So if I want to have a spec suite which uses a combination of mocking
frameworks, is this possible?
Maybe if some of the files include ../not_a_mock_spec_helper and the
others include ../default_spec_helper and then both those files
require some common spec_helper file?
On 21 Oct 2008, at 14:47, David Chelimsky wrote:
On Mon, Oct 20, 2008 at 2:03 AM, Matt Wynne <[EMAIL PROTECTED]>
wrote:
On 19 Oct 2008, at 21:18, Ashley Moran wrote:
On Oct 19, 2008, at 9:32 am, Matt Wynne wrote:
[1] http://notahat.com/not_a_mock
Looks sweet - it will be in my first mock on Monday!

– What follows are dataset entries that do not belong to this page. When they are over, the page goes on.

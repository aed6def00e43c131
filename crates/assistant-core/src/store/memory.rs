//! In-memory store (for development/testing)
//!
//! All tables sit behind one `RwLock`, so every trait method observes and
//! mutates a consistent snapshot.

use std::collections::HashMap;

use async_trait::async_trait;
use chrono::Utc;
use tokio::sync::RwLock;
use uuid::Uuid;

use super::{AccountStore, AlertStore, ChatStore};
use crate::alert::{ActiveAlert, AlertRule, NewAlertRule};
use crate::error::{AssistantError, Result};
use crate::model::{
    ChatLog, NewMessage, Reaction, SettingsUpdate, Thread, ThreadMessage, User, UserSettings,
};

#[derive(Default)]
struct Tables {
    users: HashMap<String, User>,
    settings: HashMap<String, UserSettings>,
    threads: HashMap<Uuid, Thread>,
    /// Insertion order is chronological order
    messages: Vec<ThreadMessage>,
    reactions: Vec<Reaction>,
    chat_logs: Vec<ChatLog>,
    alerts: Vec<AlertRule>,
}

impl Tables {
    fn reactions_for(&self, message_id: Uuid) -> Vec<Reaction> {
        let mut reactions: Vec<Reaction> = self
            .reactions
            .iter()
            .filter(|r| r.message_id == message_id)
            .cloned()
            .collect();
        reactions.sort_by_key(|r| r.created_at);
        reactions
    }

    fn with_reactions(&self, message: &ThreadMessage) -> ThreadMessage {
        ThreadMessage {
            reactions: self.reactions_for(message.id),
            ..message.clone()
        }
    }
}

/// In-memory implementation of every store trait
#[derive(Default)]
pub struct MemoryStore {
    tables: RwLock<Tables>,
}

impl MemoryStore {
    pub fn new() -> Self {
        Self::default()
    }

    /// Snapshot of the audit log
    pub async fn chat_logs(&self) -> Vec<ChatLog> {
        self.tables.read().await.chat_logs.clone()
    }

    /// Total number of stored messages across all threads
    pub async fn message_count(&self) -> usize {
        self.tables.read().await.messages.len()
    }
}

#[async_trait]
impl ChatStore for MemoryStore {
    async fn create_thread(&self, user_id: &str, title: &str) -> Result<Thread> {
        let thread = Thread::new(user_id, title);
        self.tables.write().await.threads.insert(thread.id, thread.clone());
        Ok(thread)
    }

    async fn get_thread(&self, thread_id: Uuid, user_id: &str) -> Result<Option<Thread>> {
        let tables = self.tables.read().await;
        Ok(tables
            .threads
            .get(&thread_id)
            .filter(|t| t.user_id == user_id)
            .cloned())
    }

    async fn find_thread_by_title(&self, user_id: &str, title: &str) -> Result<Option<Thread>> {
        let tables = self.tables.read().await;
        Ok(tables
            .threads
            .values()
            .filter(|t| t.user_id == user_id && t.title == title)
            .min_by_key(|t| t.created_at)
            .cloned())
    }

    async fn list_threads(&self, user_id: &str) -> Result<Vec<Thread>> {
        let tables = self.tables.read().await;
        let mut threads: Vec<Thread> = tables
            .threads
            .values()
            .filter(|t| t.user_id == user_id)
            .cloned()
            .collect();

        // Sort by updated_at descending
        threads.sort_by(|a, b| b.updated_at.cmp(&a.updated_at));
        Ok(threads)
    }

    async fn delete_thread(&self, thread_id: Uuid, user_id: &str) -> Result<bool> {
        let mut tables = self.tables.write().await;
        let owned = tables
            .threads
            .get(&thread_id)
            .is_some_and(|t| t.user_id == user_id);
        if !owned {
            return Ok(false);
        }

        tables.threads.remove(&thread_id);
        let removed: Vec<Uuid> = tables
            .messages
            .iter()
            .filter(|m| m.thread_id == thread_id)
            .map(|m| m.id)
            .collect();
        tables.messages.retain(|m| m.thread_id != thread_id);
        tables.reactions.retain(|r| !removed.contains(&r.message_id));
        Ok(true)
    }

    async fn touch_thread(&self, thread_id: Uuid) -> Result<()> {
        let mut tables = self.tables.write().await;
        let thread = tables
            .threads
            .get_mut(&thread_id)
            .ok_or_else(|| AssistantError::NotFound("Chat thread".into()))?;
        thread.updated_at = Utc::now();
        Ok(())
    }

    async fn insert_message(&self, message: NewMessage) -> Result<ThreadMessage> {
        let mut tables = self.tables.write().await;
        if !tables.threads.contains_key(&message.thread_id) {
            return Err(AssistantError::NotFound("Chat thread".into()));
        }

        let record = message.into_record();
        tables.messages.push(record.clone());
        Ok(record)
    }

    async fn recent_messages(&self, thread_id: Uuid, limit: usize) -> Result<Vec<ThreadMessage>> {
        let tables = self.tables.read().await;
        let in_thread: Vec<&ThreadMessage> = tables
            .messages
            .iter()
            .filter(|m| m.thread_id == thread_id)
            .collect();
        let skip = in_thread.len().saturating_sub(limit);

        Ok(in_thread.into_iter().skip(skip).cloned().collect())
    }

    async fn list_messages(&self, thread_id: Uuid) -> Result<Vec<ThreadMessage>> {
        let tables = self.tables.read().await;
        Ok(tables
            .messages
            .iter()
            .filter(|m| m.thread_id == thread_id)
            .map(|m| tables.with_reactions(m))
            .collect())
    }

    async fn toggle_reaction(
        &self,
        message_id: Uuid,
        user_id: &str,
        emoji: &str,
    ) -> Result<Vec<Reaction>> {
        let mut tables = self.tables.write().await;

        let accessible = tables
            .messages
            .iter()
            .find(|m| m.id == message_id)
            .and_then(|m| tables.threads.get(&m.thread_id))
            .is_some_and(|t| t.user_id == user_id);
        if !accessible {
            return Err(AssistantError::NotFound("Message".into()));
        }

        let existing = tables
            .reactions
            .iter()
            .position(|r| r.message_id == message_id && r.user_id == user_id && r.emoji == emoji);
        match existing {
            Some(index) => {
                tables.reactions.remove(index);
            }
            None => tables.reactions.push(Reaction {
                id: Uuid::new_v4(),
                message_id,
                user_id: user_id.to_string(),
                emoji: emoji.to_string(),
                created_at: Utc::now(),
            }),
        }

        Ok(tables.reactions_for(message_id))
    }

    async fn append_chat_log(&self, entry: ChatLog) -> Result<()> {
        self.tables.write().await.chat_logs.push(entry);
        Ok(())
    }
}

#[async_trait]
impl AccountStore for MemoryStore {
    async fn get_user(&self, user_id: &str) -> Result<Option<User>> {
        Ok(self.tables.read().await.users.get(user_id).cloned())
    }

    async fn upsert_user(&self, user: User) -> Result<User> {
        let mut tables = self.tables.write().await;
        let stored = tables
            .users
            .entry(user.id.clone())
            .and_modify(|existing| {
                if user.email.is_some() {
                    existing.email.clone_from(&user.email);
                }
                if user.name.is_some() {
                    existing.name.clone_from(&user.name);
                }
            })
            .or_insert(user);
        Ok(stored.clone())
    }

    async fn get_settings(&self, user_id: &str) -> Result<Option<UserSettings>> {
        Ok(self.tables.read().await.settings.get(user_id).cloned())
    }

    async fn update_settings(
        &self,
        user_id: &str,
        update: &SettingsUpdate,
    ) -> Result<UserSettings> {
        let mut tables = self.tables.write().await;
        let settings = tables
            .settings
            .entry(user_id.to_string())
            .or_insert_with(|| UserSettings::new(user_id));
        settings.apply(update);
        Ok(settings.clone())
    }
}

#[async_trait]
impl AlertStore for MemoryStore {
    async fn create_alert(&self, user_id: &str, rule: NewAlertRule) -> Result<AlertRule> {
        let rule = rule.validate()?.into_rule(user_id);
        self.tables.write().await.alerts.push(rule.clone());
        Ok(rule)
    }

    async fn list_alerts(&self, user_id: &str) -> Result<Vec<AlertRule>> {
        let tables = self.tables.read().await;
        Ok(tables
            .alerts
            .iter()
            .filter(|a| a.user_id == user_id)
            .cloned()
            .collect())
    }

    async fn delete_alert(&self, alert_id: Uuid, user_id: &str) -> Result<bool> {
        let mut tables = self.tables.write().await;
        let before = tables.alerts.len();
        tables
            .alerts
            .retain(|a| !(a.id == alert_id && a.user_id == user_id));
        Ok(tables.alerts.len() < before)
    }

    async fn list_active_alerts(&self) -> Result<Vec<ActiveAlert>> {
        let tables = self.tables.read().await;
        Ok(tables
            .alerts
            .iter()
            .filter(|a| a.active)
            .map(|rule| ActiveAlert {
                rule: rule.clone(),
                user: tables
                    .users
                    .get(&rule.user_id)
                    .cloned()
                    .unwrap_or_else(|| User::new(rule.user_id.clone())),
                settings: tables.settings.get(&rule.user_id).cloned(),
            })
            .collect())
    }

    async fn deactivate_alert(&self, alert_id: Uuid) -> Result<bool> {
        let mut tables = self.tables.write().await;
        match tables.alerts.iter_mut().find(|a| a.id == alert_id && a.active) {
            Some(rule) => {
                rule.active = false;
                rule.updated_at = Utc::now();
                Ok(true)
            }
            None => Ok(false),
        }
    }
}

#[cfg(test)]
mod tests {
    use super::*;
    use crate::alert::{AlertChannel, AlertCondition, ConditionKind};
    use crate::message::Role;
    use rust_decimal_macros::dec;

    async fn thread_with_message(store: &MemoryStore) -> (Thread, ThreadMessage) {
        let thread = store.create_thread("alice", "BTC").await.unwrap();
        let message = store
            .insert_message(NewMessage::user(thread.id, "alice", "hello"))
            .await
            .unwrap();
        (thread, message)
    }

    #[tokio::test]
    async fn test_recent_messages_are_bounded_and_chronological() {
        let store = MemoryStore::new();
        let thread = store.create_thread("alice", "t").await.unwrap();
        for i in 0..12 {
            store
                .insert_message(NewMessage::user(thread.id, "alice", format!("m{i}")))
                .await
                .unwrap();
        }

        let recent = store.recent_messages(thread.id, 10).await.unwrap();
        assert_eq!(recent.len(), 10);
        assert_eq!(recent[0].content, "m2");
        assert_eq!(recent[9].content, "m11");
    }

    #[tokio::test]
    async fn test_insert_into_missing_thread_fails() {
        let store = MemoryStore::new();
        let result = store
            .insert_message(NewMessage::assistant(Uuid::new_v4(), "alice", "x"))
            .await;
        assert!(matches!(result, Err(AssistantError::NotFound(_))));
    }

    #[tokio::test]
    async fn test_toggle_reaction_twice_restores_state() {
        let store = MemoryStore::new();
        let (_, message) = thread_with_message(&store).await;

        let on = store.toggle_reaction(message.id, "alice", "🚀").await.unwrap();
        assert_eq!(on.len(), 1);
        assert_eq!(on[0].emoji, "🚀");

        let off = store.toggle_reaction(message.id, "alice", "🚀").await.unwrap();
        assert!(off.is_empty());
    }

    #[tokio::test]
    async fn test_toggle_reaction_requires_thread_owner() {
        let store = MemoryStore::new();
        let (_, message) = thread_with_message(&store).await;

        let result = store.toggle_reaction(message.id, "mallory", "👍").await;
        assert!(matches!(result, Err(AssistantError::NotFound(_))));
    }

    #[tokio::test]
    async fn test_concurrent_toggles_keep_one_reaction_per_triple() {
        let store = std::sync::Arc::new(MemoryStore::new());
        let (_, message) = thread_with_message(&store).await;

        let message_id = message.id;
        let mut handles = Vec::new();
        for _ in 0..3 {
            let store = store.clone();
            handles.push(tokio::spawn(async move {
                store.toggle_reaction(message_id, "alice", "🔥").await
            }));
        }
        for handle in handles {
            handle.await.unwrap().unwrap();
        }

        // Three toggles leave exactly one reaction
        let messages = store.list_messages(message.thread_id).await.unwrap();
        assert_eq!(messages[0].reactions.len(), 1);
    }

    #[tokio::test]
    async fn test_delete_thread_cascades() {
        let store = MemoryStore::new();
        let (thread, message) = thread_with_message(&store).await;
        store.toggle_reaction(message.id, "alice", "👍").await.unwrap();

        assert!(!store.delete_thread(thread.id, "bob").await.unwrap());
        assert!(store.delete_thread(thread.id, "alice").await.unwrap());
        assert_eq!(store.message_count().await, 0);
        assert!(store.get_thread(thread.id, "alice").await.unwrap().is_none());
    }

    #[tokio::test]
    async fn test_deactivate_alert_reports_first_change_only() {
        let store = MemoryStore::new();
        let rule = store
            .create_alert(
                "alice",
                NewAlertRule {
                    coin: "btc".into(),
                    condition: AlertCondition::once(ConditionKind::PriceAbove),
                    threshold: dec!(45000),
                    channels: vec![AlertChannel::Chat],
                },
            )
            .await
            .unwrap();

        assert_eq!(store.list_active_alerts().await.unwrap().len(), 1);
        assert!(store.deactivate_alert(rule.id).await.unwrap());
        assert!(!store.deactivate_alert(rule.id).await.unwrap());
        assert!(store.list_active_alerts().await.unwrap().is_empty());
    }

    #[tokio::test]
    async fn test_settings_upsert() {
        let store = MemoryStore::new();
        assert!(store.get_settings("alice").await.unwrap().is_none());

        let update = SettingsUpdate {
            openai_model: Some("gpt-4o".into()),
            ..Default::default()
        };
        let settings = store.update_settings("alice", &update).await.unwrap();
        assert_eq!(settings.openai_model.as_deref(), Some("gpt-4o"));
        assert_eq!(settings.user_id, "alice");
    }

    #[tokio::test]
    async fn test_list_messages_roles() {
        let store = MemoryStore::new();
        let (thread, _) = thread_with_message(&store).await;
        store
            .insert_message(NewMessage::assistant(thread.id, "alice", "hi"))
            .await
            .unwrap();

        let roles: Vec<Role> = store
            .list_messages(thread.id)
            .await
            .unwrap()
            .iter()
            .map(|m| m.role)
            .collect();
        assert_eq!(roles, vec![Role::User, Role::Assistant]);
    }
}
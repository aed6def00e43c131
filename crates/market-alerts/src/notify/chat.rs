//! In-app chat channel
//!
//! Posts the alert as an assistant message into the user's "Price Alerts"
//! thread, creating the thread on first use.

use std::sync::Arc;

use assistant_core::{
    model::ALERTS_THREAD_TITLE, ActiveAlert, AlertChannel, ChatStore, MessageCategory, NewMessage,
};
use async_trait::async_trait;

use super::{Delivery, NotificationChannel};
use crate::error::Result;
use crate::model::AlertNotification;

pub struct ChatChannel {
    store: Arc<dyn ChatStore>,
}

impl ChatChannel {
    pub fn new(store: Arc<dyn ChatStore>) -> Self {
        Self { store }
    }
}

#[async_trait]
impl NotificationChannel for ChatChannel {
    fn kind(&self) -> AlertChannel {
        AlertChannel::Chat
    }

    async fn send(
        &self,
        alert: &ActiveAlert,
        notification: &AlertNotification,
    ) -> Result<Delivery> {
        let user_id = alert.user.id.as_str();
        let thread = match self.store.find_thread_by_title(user_id, ALERTS_THREAD_TITLE).await? {
            Some(thread) => thread,
            None => self.store.create_thread(user_id, ALERTS_THREAD_TITLE).await?,
        };

        let content = format!("🚨 {}\n\n{}", notification.title, notification.message);
        self.store
            .insert_message(
                NewMessage::assistant(thread.id, user_id, content)
                    .with_category(MessageCategory::Alert),
            )
            .await?;
        self.store.touch_thread(thread.id).await?;
        Ok(Delivery::Sent)
    }
}

#[cfg(test)]
mod tests {
    use super::*;
    use assistant_core::{AlertCondition, ConditionKind, MemoryStore, NewAlertRule, Role, User};
    use rust_decimal_macros::dec;

    #[tokio::test]
    async fn test_alerts_share_one_thread() {
        let store = Arc::new(MemoryStore::new());
        let channel = ChatChannel::new(store.clone());

        let rule = NewAlertRule {
            coin: "BTC".into(),
            condition: AlertCondition::recurring(ConditionKind::PriceAbove),
            threshold: dec!(45000),
            channels: vec![AlertChannel::Chat],
        }
        .into_rule("u1");
        let active = ActiveAlert {
            rule,
            user: User::new("u1"),
            settings: None,
        };
        let notification = AlertNotification {
            rule_id: active.rule.id,
            user_id: "u1".into(),
            title: "Alert Triggered: BTC".into(),
            message: "BTC has met the condition".into(),
            channels: vec![AlertChannel::Chat],
        };

        channel.send(&active, &notification).await.unwrap();
        channel.send(&active, &notification).await.unwrap();

        let threads = store.list_threads("u1").await.unwrap();
        assert_eq!(threads.len(), 1);
        assert_eq!(threads[0].title, ALERTS_THREAD_TITLE);

        let messages = store.list_messages(threads[0].id).await.unwrap();
        assert_eq!(messages.len(), 2);
        assert_eq!(messages[0].role, Role::Assistant);
        assert_eq!(messages[0].category, MessageCategory::Alert);
        assert!(messages[0].content.starts_with("🚨 Alert Triggered: BTC"));
    }
}
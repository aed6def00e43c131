//! TradingView scanner client
//!
//! Reads `close`, `RSI` and `EMA20` columns from the crypto scanner, using
//! the rule owner's TradingView API key.

use std::sync::Arc;
use std::time::Duration;

use assistant_core::UserSettings;
use async_trait::async_trait;
use rust_decimal::Decimal;
use serde::{Deserialize, Serialize};
use serde_json::Value;

use super::{MarketDataClient, MarketDataSource};
use crate::error::{AlertError, Result};
use crate::model::{IndicatorSeries, Indicators};

const SCANNER_URL: &str = "https://scanner.tradingview.com/crypto/scan";
const SYMBOL_PREFIX: &str = "CRYPTO:";

#[derive(Serialize)]
struct ScanRequest<'a> {
    symbols: ScanSymbols,
    columns: &'a [&'a str],
    #[serde(skip_serializing_if = "Option::is_none")]
    range: Option<[i64; 2]>,
}

#[derive(Serialize)]
struct ScanSymbols {
    tickers: Vec<String>,
}

#[derive(Deserialize)]
struct ScanResponse {
    #[serde(default)]
    data: Vec<ScanRow>,
}

#[derive(Deserialize)]
struct ScanRow {
    #[serde(default)]
    s: String,
    d: Vec<Value>,
}

fn column(row: &ScanRow, idx: usize, name: &str) -> Result<Decimal> {
    let value = row
        .d
        .get(idx)
        .ok_or_else(|| AlertError::MarketData(format!("missing {name} column")))?;

    let parsed = match value {
        Value::Number(n) => n.as_f64().and_then(Decimal::from_f64_retain),
        Value::String(s) => s.parse::<Decimal>().ok(),
        _ => None,
    };
    parsed
        .map(|d| d.round_dp(8))
        .ok_or_else(|| AlertError::MarketData(format!("invalid {name} value: {value}")))
}

/// Builds a scanner client per user
#[derive(Clone)]
pub struct TradingViewSource {
    http: reqwest::Client,
    base_url: String,
}

impl TradingViewSource {
    pub fn new(http: reqwest::Client) -> Self {
        Self::with_base_url(http, SCANNER_URL)
    }

    pub fn with_base_url(http: reqwest::Client, base_url: impl Into<String>) -> Self {
        Self {
            http,
            base_url: base_url.into(),
        }
    }
}

impl MarketDataSource for TradingViewSource {
    fn client_for(&self, settings: Option<&UserSettings>) -> Result<Arc<dyn MarketDataClient>> {
        let api_key = settings
            .and_then(|s| s.trading_view_api_key.clone())
            .ok_or_else(|| AlertError::Config("TradingView API key not found".into()))?;

        Ok(Arc::new(TradingViewClient {
            http: self.http.clone(),
            base_url: self.base_url.clone(),
            api_key,
        }))
    }
}

/// Scanner client bound to one API key
pub struct TradingViewClient {
    http: reqwest::Client,
    base_url: String,
    api_key: String,
}

impl TradingViewClient {
    async fn scan(
        &self,
        symbol: &str,
        columns: &[&str],
        range: Option<[i64; 2]>,
    ) -> Result<Vec<ScanRow>> {
        let request = ScanRequest {
            symbols: ScanSymbols {
                tickers: vec![format!("{SYMBOL_PREFIX}{}", symbol.to_uppercase())],
            },
            columns,
            range,
        };

        let response = self
            .http
            .post(&self.base_url)
            .bearer_auth(&self.api_key)
            .timeout(Duration::from_secs(30))
            .json(&request)
            .send()
            .await
            .map_err(|e| {
                if e.is_timeout() || e.is_connect() {
                    AlertError::Unavailable(format!("{symbol}: {e}"))
                } else {
                    AlertError::Network(e)
                }
            })?;

        let status = response.status();
        if status == reqwest::StatusCode::UNAUTHORIZED || status == reqwest::StatusCode::FORBIDDEN {
            return Err(AlertError::Config("TradingView API key rejected".into()));
        }
        if status.is_server_error() {
            return Err(AlertError::Unavailable(format!("{symbol}: HTTP {status}")));
        }
        if !status.is_success() {
            let body = response.text().await.unwrap_or_default();
            return Err(AlertError::MarketData(format!("TradingView error ({status}): {body}")));
        }

        let body: ScanResponse = response.json().await?;
        if body.data.is_empty() {
            return Err(AlertError::UnsupportedAsset(symbol.to_uppercase()));
        }
        Ok(body.data)
    }
}

#[async_trait]
impl MarketDataClient for TradingViewClient {
    async fn indicators(&self, symbol: &str) -> Result<Indicators> {
        let rows = self.scan(symbol, &["close", "RSI", "EMA20"], None).await?;
        let row = &rows[0];

        let symbol = match row.s.strip_prefix(SYMBOL_PREFIX) {
            Some(s) if !s.is_empty() => s.to_string(),
            _ => symbol.to_uppercase(),
        };
        Ok(Indicators::new(
            symbol,
            column(row, 0, "close")?,
            column(row, 1, "RSI")?,
            column(row, 2, "EMA20")?,
        ))
    }

    async fn history(&self, symbol: &str, periods: usize) -> Result<IndicatorSeries> {
        let periods = i64::try_from(periods).unwrap_or(i64::MAX);
        let rows = self.scan(symbol, &["close", "RSI"], Some([-periods, 0])).await?;

        let mut series = IndicatorSeries::default();
        for row in &rows {
            series.closes.push(column(row, 0, "close")?);
            series.rsi.push(column(row, 1, "RSI")?);
        }
        Ok(series)
    }

    fn name(&self) -> &str {
        "TradingView"
    }
}

#[cfg(test)]
mod tests {
    use super::*;
    use rust_decimal_macros::dec;

    fn settings_with_key() -> UserSettings {
        let mut settings = UserSettings::new("u1");
        settings.trading_view_api_key = Some("tv-key".into());
        settings
    }

    #[test]
    fn test_missing_key_is_config_error() {
        let source = TradingViewSource::new(reqwest::Client::new());
        let result = source.client_for(Some(&UserSettings::new("u1")));
        assert!(matches!(result, Err(AlertError::Config(_))));
        assert!(matches!(source.client_for(None), Err(AlertError::Config(_))));
    }

    #[tokio::test]
    async fn test_indicators_parsed_from_scan() {
        let mut server = mockito::Server::new_async().await;
        let mock = server
            .mock("POST", "/")
            .match_header("authorization", "Bearer tv-key")
            .with_status(200)
            .with_header("content-type", "application/json")
            .with_body(r#"{"totalCount":1,"data":[{"s":"CRYPTO:BTC","d":[46000.5,61.25,45800]}]}"#)
            .expect(1)
            .create_async()
            .await;

        let source = TradingViewSource::with_base_url(reqwest::Client::new(), server.url());
        let client = source.client_for(Some(&settings_with_key())).unwrap();
        let ind = client.indicators("btc").await.unwrap();

        assert_eq!(ind.symbol, "BTC");
        assert_eq!(ind.price, dec!(46000.5));
        assert_eq!(ind.rsi, dec!(61.25));
        assert_eq!(ind.ema, dec!(45800));
        mock.assert_async().await;
    }

    #[tokio::test]
    async fn test_history_rows() {
        let mut server = mockito::Server::new_async().await;
        server
            .mock("POST", "/")
            .with_status(200)
            .with_body(
                r#"{"data":[{"s":"CRYPTO:ETH","d":[3400,40]},{"s":"CRYPTO:ETH","d":[3500,38]}]}"#,
            )
            .create_async()
            .await;

        let source = TradingViewSource::with_base_url(reqwest::Client::new(), server.url());
        let client = source.client_for(Some(&settings_with_key())).unwrap();
        let series = client.history("ETH", 14).await.unwrap();

        assert_eq!(series.closes, vec![dec!(3400), dec!(3500)]);
        assert_eq!(series.rsi, vec![dec!(40), dec!(38)]);
    }

    #[tokio::test]
    async fn test_empty_scan_is_unsupported() {
        let mut server = mockito::Server::new_async().await;
        server
            .mock("POST", "/")
            .with_status(200)
            .with_body(r#"{"data":[]}"#)
            .create_async()
            .await;

        let source = TradingViewSource::with_base_url(reqwest::Client::new(), server.url());
        let client = source.client_for(Some(&settings_with_key())).unwrap();
        let result = client.indicators("NOTREAL").await;
        assert!(matches!(result, Err(AlertError::UnsupportedAsset(_))));
    }
}
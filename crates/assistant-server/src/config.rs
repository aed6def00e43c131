//! Server configuration
//!
//! Read once from the environment at startup.

use std::time::Duration;

/// Where alert indicators come from
#[derive(Clone, Copy, Debug, PartialEq, Eq)]
pub enum MarketDataProvider {
    TradingView,
    /// Static table, for demos and local development
    Mock,
}

#[derive(Clone, Debug)]
pub struct ServerConfig {
    pub bind_addr: String,
    /// Postgres store when set, in-memory store otherwise
    pub database_url: Option<String>,
    pub database_max_connections: u32,
    pub alert_check_interval: Duration,
    pub market_data: MarketDataProvider,
}

impl Default for ServerConfig {
    fn default() -> Self {
        Self {
            bind_addr: "0.0.0.0:3000".into(),
            database_url: None,
            database_max_connections: 10,
            alert_check_interval: Duration::from_secs(60),
            market_data: MarketDataProvider::TradingView,
        }
    }
}

impl ServerConfig {
    pub fn from_env() -> anyhow::Result<Self> {
        let var = |name: &str| std::env::var(name).ok().filter(|v| !v.trim().is_empty());
        let defaults = Self::default();

        let provider = var("MARKET_DATA_PROVIDER").map(|p| p.to_lowercase());
        let market_data = match provider.as_deref() {
            None | Some("tradingview") => MarketDataProvider::TradingView,
            Some("mock") => MarketDataProvider::Mock,
            Some(other) => anyhow::bail!(
                "Unknown MARKET_DATA_PROVIDER '{other}' (expected tradingview or mock)"
            ),
        };

        let alert_check_interval = match var("ALERT_CHECK_INTERVAL_SECS") {
            Some(secs) => {
                let secs: u64 = secs.parse().map_err(|e| {
                    anyhow::anyhow!("Invalid ALERT_CHECK_INTERVAL_SECS '{secs}': {e}")
                })?;
                anyhow::ensure!(secs > 0, "ALERT_CHECK_INTERVAL_SECS must be positive");
                Duration::from_secs(secs)
            }
            None => defaults.alert_check_interval,
        };

        Ok(Self {
            bind_addr: var("BIND_ADDR").unwrap_or(defaults.bind_addr),
            database_url: var("DATABASE_URL"),
            database_max_connections: var("DATABASE_MAX_CONNECTIONS")
                .and_then(|n| n.parse().ok())
                .unwrap_or(defaults.database_max_connections),
            alert_check_interval,
            market_data,
        })
    }
}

Thinking about it - how do you use multiple mocking frameworks in a
given
project?
Is it safe to re-open a Spec::Runner.configure do |config| block at
the top
of an individual spec after I've loaded spec_helper (which will
have to be
configured to use the default rspec mocking that 90% of the project
uses)?
Not really. The problem is that examples are stored for evaluation
later, whereas the configuration is evaluated right away.
The reason rspec won't support using multiple mock frameworks is rspec
mocks and mocha both extend Object (to support mock behaviour on real
objects) and they use the same methods to create instances of mocks.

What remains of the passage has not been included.